A trumpenização da Fifa
Com a subserviência dócil de Infantino, o americano passou a entender que pode também se meter no torneio de futebol, esporte que ele mal conhece
A Fifa já foi conhecida por impor a sua vontade aos países-sede da Copa do Mundo.
No Brasil, que sediou o torneio em 2014, uma lei teve de ser aprovada dois anos antes pelo Congresso para permitir o consumo de cerveja nos estádios.
A Fifa ainda foi criticada, sem qualquer resultado, por obter isenções fiscais e por assumir o controle de áreas públicas próximas aos lugares dos jogos.
De nada adiantou.
Nossas instituições democráticas tiveram de se submeter aos caprichos da organização internacional que comanda o maior torneio de futebol do mundo.
Mas a Fifa já não é mais a mesma.
A organização foi afetada por uma série de escândalos de corrupção, em que governos endinheirados e autoritários foram acusados de comprar o direito de sediar o evento.

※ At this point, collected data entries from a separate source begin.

//! AFS Transactions - two-phase commit participant
//!
//! This crate implements the transactional half of the AFS engine:
//! - The transaction coordinator (2PC participant state machine)
//! - Crash recovery, checkpointing and in-doubt handling
//! - Transactional connections with a session-local staged view
//! - Per-owner apply locks and post-commit hooks

pub mod connection;
pub mod coordinator;
pub mod hooks;
pub mod locks;
pub mod recovery;

// Re-exports
pub use connection::TransactionalConnection;
pub use coordinator::{InDoubtTxn, TransactionCoordinator};
pub use hooks::PostCommitHook;
pub use locks::{OwnerGuard, OwnerLocks};
pub use recovery::RecoveryReport;

#[cfg(test)]
mod testing;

A queda no interesse pelo futebol e a resistência de diversos povos em gastar dinheiro na construção de estádios levaram a entidade a escolher vários países para acolher um mesmo evento.
É por isso que esta Copa acontece em três países: Estados Unidos, Canadá e México.

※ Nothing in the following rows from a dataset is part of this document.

//! Configuration types for AFS
//!
//! This module defines the configuration structures threaded from the
//! server entry point down to the storage layout, the write-ahead log and
//! each session worker. Every section falls back to its defaults so that a
//! partial TOML file is valid.

use crate::error::{Error, Result};
use serde::{Deserialize, Serialize};
use std::path::PathBuf;
use std::time::Duration;
use uuid::Uuid;

/// Root configuration for AFS
#[derive(Clone, Debug, Default, Serialize, Deserialize)]
#[serde(default)]
pub struct AfsConfig {
    /// Storage layout configuration
    pub storage: StorageConfig,
    /// Write-ahead log configuration
    pub wal: WalConfig,
    /// Session worker and API server configuration
    pub server: ServerConfig,
    /// Authorization gate configuration
    pub auth: AuthConfig,
    /// Metadata service (post-commit registration) configuration
    pub metadata: MetadataConfig,
    /// Logging configuration
    pub logging: LoggingConfig,
}

impl AfsConfig {
    /// Check option values that serde cannot express
    pub fn validate(&self) -> Result<()> {
        if self.storage.incoming_share.is_empty()
            || self.storage.incoming_share.starts_with('.')
            || self.storage.incoming_share.contains('/')
        {
            return Err(Error::Configuration(format!(
                "invalid incoming share: {:?}",
                self.storage.incoming_share
            )));
        }
        if self.storage.shard_depth == 0 || self.storage.shard_depth > 8 {
            return Err(Error::Configuration(
                "storage.shard_depth must be between 1 and 8".into(),
            ));
        }
        if self.server.pool_size == 0 {
            return Err(Error::Configuration("server.pool_size must be > 0".into()));
        }
        if self.server.max_read_size == 0 {
            return Err(Error::Configuration(
                "server.max_read_size must be > 0".into(),
            ));
        }
        for (name, value) in [
            ("server.worker_timeout_ms", self.server.worker_timeout_ms),
            ("server.idle_timeout_ms", self.server.idle_timeout_ms),
            ("server.operation_timeout_ms", self.server.operation_timeout_ms),
            ("server.coordinator_timeout_ms", self.server.coordinator_timeout_ms),
            ("server.maintenance_interval_ms", self.server.maintenance_interval_ms),
        ] {
            if value == 0 {
                return Err(Error::Configuration(format!("{name} must be > 0")));
            }
        }
        if self.auth.interactive_session_key == self.auth.transaction_manager_session_key {
            return Err(Error::Configuration(
                "interactive and transaction manager session keys must differ".into(),
            ));
        }
        Ok(())
    }
}

/// Storage layout configuration
#[derive(Clone, Debug, Serialize, Deserialize)]
#[serde(default)]
pub struct StorageConfig {
    /// Root directory holding all shares
    pub root: PathBuf,
    /// Globally unique identifier of this storage instance
    pub instance_uuid: Uuid,
    /// Share that receives newly created owners
    pub incoming_share: String,
    /// Number of two-hex-digit shard directories between share and owner
    pub shard_depth: usize,
}

impl Default for StorageConfig {
    fn default() -> Self {
        Self {
            root: PathBuf::from("/var/lib/afs/store"),
            instance_uuid: Uuid::nil(),
            incoming_share: "1".to_string(),
            shard_depth: 3,
        }
    }
}

/// Write-ahead log configuration
#[derive(Clone, Debug, Serialize, Deserialize)]
#[serde(default)]
pub struct WalConfig {
    /// Directory holding the log file
    pub root: PathBuf,
    /// Sync mode for log writes
    pub sync_mode: WalSyncMode,
    /// Log size above which the maintenance loop checkpoints
    pub checkpoint_bytes: u64,
}

impl Default for WalConfig {
    fn default() -> Self {
        Self {
            root: PathBuf::from("/var/lib/afs/wal"),
            sync_mode: WalSyncMode::Always,
            checkpoint_bytes: 64 * 1024 * 1024, // 64 MB
        }
    }
}

/// WAL synchronization mode
#[derive(Clone, Copy, Debug, Default, PartialEq, Eq, Serialize, Deserialize)]
#[serde(rename_all = "snake_case")]
pub enum WalSyncMode {
    /// Sync after every record (safest, slowest)
    #[default]
    Always,
    /// Sync at prepare, commit and abort only
    OnPrepare,
}

/// Session worker and API server configuration
#[derive(Clone, Debug, Serialize, Deserialize)]
#[serde(default)]
pub struct ServerConfig {
    /// Maximum number of concurrent session workers
    pub pool_size: usize,
    /// Maximum bytes returned by a single read
    pub max_read_size: u64,
    /// Time a worker may stay bound to a transaction without a request
    pub worker_timeout_ms: u64,
    /// Time an idle worker survives without a request
    pub idle_timeout_ms: u64,
    /// Upper bound for a single API call
    pub operation_timeout_ms: u64,
    /// Time a coordinated transaction may stay prepared before rollback
    pub coordinator_timeout_ms: u64,
    /// Interval of the in-doubt expiry / checkpoint loop
    pub maintenance_interval_ms: u64,
}

impl Default for ServerConfig {
    fn default() -> Self {
        Self {
            pool_size: 64,
            max_read_size: 16 * 1024 * 1024, // 16 MB
            worker_timeout_ms: 10 * 60 * 1000,
            idle_timeout_ms: 30 * 60 * 1000,
            operation_timeout_ms: 60 * 1000,
            coordinator_timeout_ms: 10 * 60 * 1000,
            maintenance_interval_ms: 30 * 1000,
        }
    }
}

impl ServerConfig {
    #[must_use]
    pub const fn worker_timeout(&self) -> Duration {
        Duration::from_millis(self.worker_timeout_ms)
    }

    #[must_use]
    pub const fn idle_timeout(&self) -> Duration {
        Duration::from_millis(self.idle_timeout_ms)
    }

    #[must_use]
    pub const fn operation_timeout(&self) -> Duration {
        Duration::from_millis(self.operation_timeout_ms)
    }

    #[must_use]
    pub const fn coordinator_timeout(&self) -> Duration {
        Duration::from_millis(self.coordinator_timeout_ms)
    }

    #[must_use]
    pub const fn maintenance_interval(&self) -> Duration {
        Duration::from_millis(self.maintenance_interval_ms)
    }
}

/// Authorization gate configuration
#[derive(Clone, Debug, Serialize, Deserialize)]
#[serde(default)]
pub struct AuthConfig {
    /// Idle expiry of cached authentication results
    pub authentication_cache_idle_ms: u64,
    /// Idle expiry of cached authorization decisions
    pub authorization_cache_idle_ms: u64,
    /// Session key marking interactive callers
    pub interactive_session_key: String,
    /// Session key marking calls driven by the external transaction manager
    pub transaction_manager_session_key: String,
}

impl Default for AuthConfig {
    fn default() -> Self {
        Self {
            authentication_cache_idle_ms: 60 * 60 * 1000,
            authorization_cache_idle_ms: 60 * 60 * 1000,
            interactive_session_key: "interactive".to_string(),
            transaction_manager_session_key: "transaction-manager".to_string(),
        }
    }
}

impl AuthConfig {
    #[must_use]
    pub const fn authentication_cache_idle(&self) -> Duration {
        Duration::from_millis(self.authentication_cache_idle_ms)
    }

    #[must_use]
    pub const fn authorization_cache_idle(&self) -> Duration {
        Duration::from_millis(self.authorization_cache_idle_ms)
    }
}

/// Metadata service configuration
#[derive(Clone, Debug, Serialize, Deserialize)]
#[serde(default)]
pub struct MetadataConfig {
    /// Registration endpoint; registration is disabled when unset
    pub endpoint: Option<String>,
    /// Timeout of a registration request
    pub timeout_ms: u64,
}

impl Default for MetadataConfig {
    fn default() -> Self {
        Self {
            endpoint: None,
            timeout_ms: 5 * 1000,
        }
    }
}

impl MetadataConfig {
    #[must_use]
    pub const fn timeout(&self) -> Duration {
        Duration::from_millis(self.timeout_ms)
    }
}

/// Logging configuration
#[derive(Clone, Debug, Serialize, Deserialize)]
#[serde(default)]
pub struct LoggingConfig {
    /// Default filter directive when `RUST_LOG` is unset
    pub level: String,
}

impl Default for LoggingConfig {
    fn default() -> Self {
        Self {
            level: "info".to_string(),
        }
    }
}

#[cfg(test)]
mod tests {
    use super::*;

    #[test]
    fn test_default_config() {
        let config = AfsConfig::default();
        assert_eq!(config.storage.incoming_share, "1");
        assert_eq!(config.wal.sync_mode, WalSyncMode::Always);
        assert_eq!(config.server.pool_size, 64);
        assert!(config.metadata.endpoint.is_none());
        config.validate().unwrap();
    }

    #[test]
    fn test_partial_toml() {
        let text = r#"
            [storage]
            root = "/data/store"
            incoming_share = "7"

            [wal]
            sync_mode = "on_prepare"

            [server]
            pool_size = 4
            idle_timeout_ms = 1500
        "#;
        let config: AfsConfig = toml::from_str(text).unwrap();
        assert_eq!(config.storage.root, PathBuf::from("/data/store"));
        assert_eq!(config.storage.incoming_share, "7");
        assert_eq!(config.storage.shard_depth, 3);
        assert_eq!(config.wal.sync_mode, WalSyncMode::OnPrepare);
        assert_eq!(config.server.pool_size, 4);
        assert_eq!(config.server.idle_timeout(), Duration::from_millis(1500));
        assert_eq!(config.server.max_read_size, 16 * 1024 * 1024);
        config.validate().unwrap();
    }

    #[test]
    fn test_validate_rejects_bad_values() {
        let mut config = AfsConfig::default();
        config.server.pool_size = 0;
        assert!(matches!(config.validate(), Err(Error::Configuration(_))));

        let mut config = AfsConfig::default();
        config.storage.incoming_share = "../escape".into();
        assert!(config.validate().is_err());

        let mut config = AfsConfig::default();
        config.auth.transaction_manager_session_key = config.auth.interactive_session_key.clone();
        assert!(config.validate().is_err());

        let mut config = AfsConfig::default();
        config.server.operation_timeout_ms = 0;
        assert!(config.validate().is_err());
    }
}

Quando Gianni Infantino começou a bajular Trump às vésperas da Copa, ele fez isso em uma posição de fraqueza.
Sua ideia de dar um recém-criado Prêmio Fifa da Paz para Trump em dezembro de 2025, depois que o Nobel da Paz foi concedido à venezuelana María Corina Machado, inflou ainda mais o ego do presidente, que se sentiu ainda mais livre para fazer o que bem entender.
Trump já não tem limites ao enfrentar as instituições democráticas americanas ou iniciar ações militares no resto do mundo.

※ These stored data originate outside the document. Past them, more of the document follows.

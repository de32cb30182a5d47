//! Authorization gate
//!
//! Every API call is checked before it reaches a session worker:
//! - The caller's session key decides its kind (interactive or the
//!   external transaction manager)
//! - The session must authenticate
//! - Each owner the call touches must be authorized for the action
//!
//! Decisions from the backing authorizer are cached per session and expire
//! after a period without use.

use afs_common::config::AuthConfig;
use afs_common::{Error, OwnerId, Result, SessionToken};
use async_trait::async_trait;
use parking_lot::Mutex;
use std::collections::HashMap;
use std::hash::Hash;
use std::sync::Arc;
use std::time::{Duration, Instant};
use tracing::debug;

/// Cache entries beyond which idle entries are swept on insert
const MAX_CACHE_ENTRIES: usize = 10_000;

/// What a call wants to do to an owner's objects
#[derive(Debug, Clone, Copy, PartialEq, Eq, Hash)]
pub enum Action {
    Read,
    Write,
}

/// Who is calling
#[derive(Debug, Clone, Copy, PartialEq, Eq)]
pub enum CallerKind {
    /// A client working through its own session
    Interactive,
    /// The external coordinator resolving transactions by id
    TransactionManager,
}

impl CallerKind {
    /// Decide the caller kind from its session key
    ///
    /// A missing key means an interactive caller. Unknown keys are refused.
    pub fn resolve(caller: &Caller, config: &AuthConfig) -> Result<Self> {
        match caller.key.as_deref() {
            None => Ok(Self::Interactive),
            Some(key) if key == config.transaction_manager_session_key => {
                Ok(Self::TransactionManager)
            }
            Some(key) if key == config.interactive_session_key => Ok(Self::Interactive),
            Some(_) => Err(Error::AccessDenied("unrecognized session key".into())),
        }
    }
}

/// Identity presented with every API call
#[derive(Debug, Clone, PartialEq, Eq)]
pub struct Caller {
    pub session: SessionToken,
    pub key: Option<String>,
}

impl Caller {
    /// Interactive caller without a session key
    pub fn new(session: impl Into<String>) -> Self {
        Self {
            session: SessionToken::new(session),
            key: None,
        }
    }

    /// Caller presenting a session key
    pub fn with_key(session: impl Into<String>, key: impl Into<String>) -> Self {
        Self {
            session: SessionToken::new(session),
            key: Some(key.into()),
        }
    }
}

/// Backing authentication and authorization service
#[async_trait]
pub trait Authorizer: Send + Sync {
    /// Name for logging
    fn name(&self) -> &str;

    /// Whether the session is known and valid
    async fn authenticate(&self, session: &SessionToken) -> Result<bool>;

    /// Whether the session may perform `action` on `owner`'s objects
    async fn authorize(&self, session: &SessionToken, action: Action, owner: &OwnerId)
    -> Result<bool>;
}

/// Authorizer that admits everyone
pub struct AllowAll;

#[async_trait]
impl Authorizer for AllowAll {
    fn name(&self) -> &str {
        "allow-all"
    }

    async fn authenticate(&self, _session: &SessionToken) -> Result<bool> {
        Ok(true)
    }

    async fn authorize(
        &self,
        _session: &SessionToken,
        _action: Action,
        _owner: &OwnerId,
    ) -> Result<bool> {
        Ok(true)
    }
}

/// Decisions keyed by request, dropped once unused for `idle`
struct IdleCache<K> {
    entries: Mutex<HashMap<K, (bool, Instant)>>,
    idle: Duration,
}

impl<K: Eq + Hash> IdleCache<K> {
    fn new(idle: Duration) -> Self {
        Self {
            entries: Mutex::new(HashMap::new()),
            idle,
        }
    }

    fn get(&self, key: &K) -> Option<bool> {
        let mut entries = self.entries.lock();
        let cached = entries
            .get(key)
            .map(|(allowed, used)| (*allowed, used.elapsed() < self.idle));
        match cached {
            Some((allowed, true)) => {
                if let Some(entry) = entries.get_mut(key) {
                    entry.1 = Instant::now();
                }
                Some(allowed)
            }
            Some((_, false)) => {
                entries.remove(key);
                None
            }
            None => None,
        }
    }

    fn insert(&self, key: K, allowed: bool) {
        let mut entries = self.entries.lock();
        if entries.len() >= MAX_CACHE_ENTRIES {
            let idle = self.idle;
            entries.retain(|_, (_, used)| used.elapsed() < idle);
        }
        entries.insert(key, (allowed, Instant::now()));
    }

    fn len(&self) -> usize {
        self.entries.lock().len()
    }
}

/// Authorizer that caches another authorizer's answers
pub struct CachingAuthorizer {
    inner: Arc<dyn Authorizer>,
    sessions: IdleCache<SessionToken>,
    decisions: IdleCache<(SessionToken, Action, OwnerId)>,
}

impl CachingAuthorizer {
    pub fn new(inner: Arc<dyn Authorizer>, config: &AuthConfig) -> Self {
        Self {
            inner,
            sessions: IdleCache::new(config.authentication_cache_idle()),
            decisions: IdleCache::new(config.authorization_cache_idle()),
        }
    }

    /// Number of cached (authentication, authorization) answers
    pub fn cached(&self) -> (usize, usize) {
        (self.sessions.len(), self.decisions.len())
    }
}

#[async_trait]
impl Authorizer for CachingAuthorizer {
    fn name(&self) -> &str {
        "caching"
    }

    async fn authenticate(&self, session: &SessionToken) -> Result<bool> {
        if let Some(valid) = self.sessions.get(session) {
            return Ok(valid);
        }
        let valid = self.inner.authenticate(session).await?;
        debug!(
            "Authentication of {session:?} by {}: {valid}",
            self.inner.name()
        );
        self.sessions.insert(session.clone(), valid);
        Ok(valid)
    }

    async fn authorize(
        &self,
        session: &SessionToken,
        action: Action,
        owner: &OwnerId,
    ) -> Result<bool> {
        let key = (session.clone(), action, owner.clone());
        if let Some(allowed) = self.decisions.get(&key) {
            return Ok(allowed);
        }
        let allowed = self.inner.authorize(session, action, owner).await?;
        debug!(
            "Authorization of {session:?} for {action:?} on {owner} by {}: {allowed}",
            self.inner.name()
        );
        self.decisions.insert(key, allowed);
        Ok(allowed)
    }
}

#[cfg(test)]
mod tests {
    use super::*;
    use std::sync::atomic::{AtomicUsize, Ordering};

    /// Counts calls and refuses the owner named "secret"
    #[derive(Default)]
    struct Counting {
        calls: AtomicUsize,
    }

    #[async_trait]
    impl Authorizer for Counting {
        fn name(&self) -> &str {
            "counting"
        }

        async fn authenticate(&self, _session: &SessionToken) -> Result<bool> {
            self.calls.fetch_add(1, Ordering::SeqCst);
            Ok(true)
        }

        async fn authorize(
            &self,
            _session: &SessionToken,
            _action: Action,
            owner: &OwnerId,
        ) -> Result<bool> {
            self.calls.fetch_add(1, Ordering::SeqCst);
            Ok(owner.as_str() != "secret")
        }
    }

    fn auth_config(idle_ms: u64) -> AuthConfig {
        AuthConfig {
            authentication_cache_idle_ms: idle_ms,
            authorization_cache_idle_ms: idle_ms,
            ..AuthConfig::default()
        }
    }

    #[test]
    fn test_caller_kind_from_key() {
        let config = AuthConfig::default();
        assert_eq!(
            CallerKind::resolve(&Caller::new("s"), &config).unwrap(),
            CallerKind::Interactive
        );
        assert_eq!(
            CallerKind::resolve(
                &Caller::with_key("s", config.interactive_session_key.clone()),
                &config
            )
            .unwrap(),
            CallerKind::Interactive
        );
        assert_eq!(
            CallerKind::resolve(
                &Caller::with_key("s", config.transaction_manager_session_key.clone()),
                &config
            )
            .unwrap(),
            CallerKind::TransactionManager
        );
        assert!(matches!(
            CallerKind::resolve(&Caller::with_key("s", "bogus"), &config),
            Err(Error::AccessDenied(_))
        ));
    }

    #[tokio::test]
    async fn test_decisions_are_cached() {
        let inner = Arc::new(Counting::default());
        let auth = CachingAuthorizer::new(inner.clone(), &auth_config(60_000));
        let session = SessionToken::new("s1");
        let owner = OwnerId::new("alice").unwrap();
        let secret = OwnerId::new("secret").unwrap();

        assert!(auth.authenticate(&session).await.unwrap());
        assert!(auth.authenticate(&session).await.unwrap());
        assert!(auth.authorize(&session, Action::Write, &owner).await.unwrap());
        assert!(auth.authorize(&session, Action::Write, &owner).await.unwrap());
        assert!(!auth.authorize(&session, Action::Read, &secret).await.unwrap());
        assert!(!auth.authorize(&session, Action::Read, &secret).await.unwrap());

        assert_eq!(inner.calls.load(Ordering::SeqCst), 3);
        assert_eq!(auth.cached(), (1, 2));
    }

    #[tokio::test]
    async fn test_idle_entries_expire() {
        let inner = Arc::new(Counting::default());
        let auth = CachingAuthorizer::new(inner.clone(), &auth_config(20));
        let session = SessionToken::new("s1");
        let owner = OwnerId::new("alice").unwrap();

        auth.authorize(&session, Action::Read, &owner).await.unwrap();
        tokio::time::sleep(Duration::from_millis(60)).await;
        auth.authorize(&session, Action::Read, &owner).await.unwrap();

        assert_eq!(inner.calls.load(Ordering::SeqCst), 2);
    }
}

Com a subserviência dócil de Infantino, o americano passou a entender que pode também se meter no torneio de futebol, esporte que ele mal conhece.
Até a semana passada, Trump nem sequer sabia o que era um cartão vermelho.
Nesta semana, conseguiu reverter o cartão vermelho dado a um jogador americano.
Não há precedente no mundo de um chefe de governo tomar esse tipo de atitude.
Agora, Trump faz o que quer na Copa do Mundo.
E não há muito o que possa ser feito para detê-lo.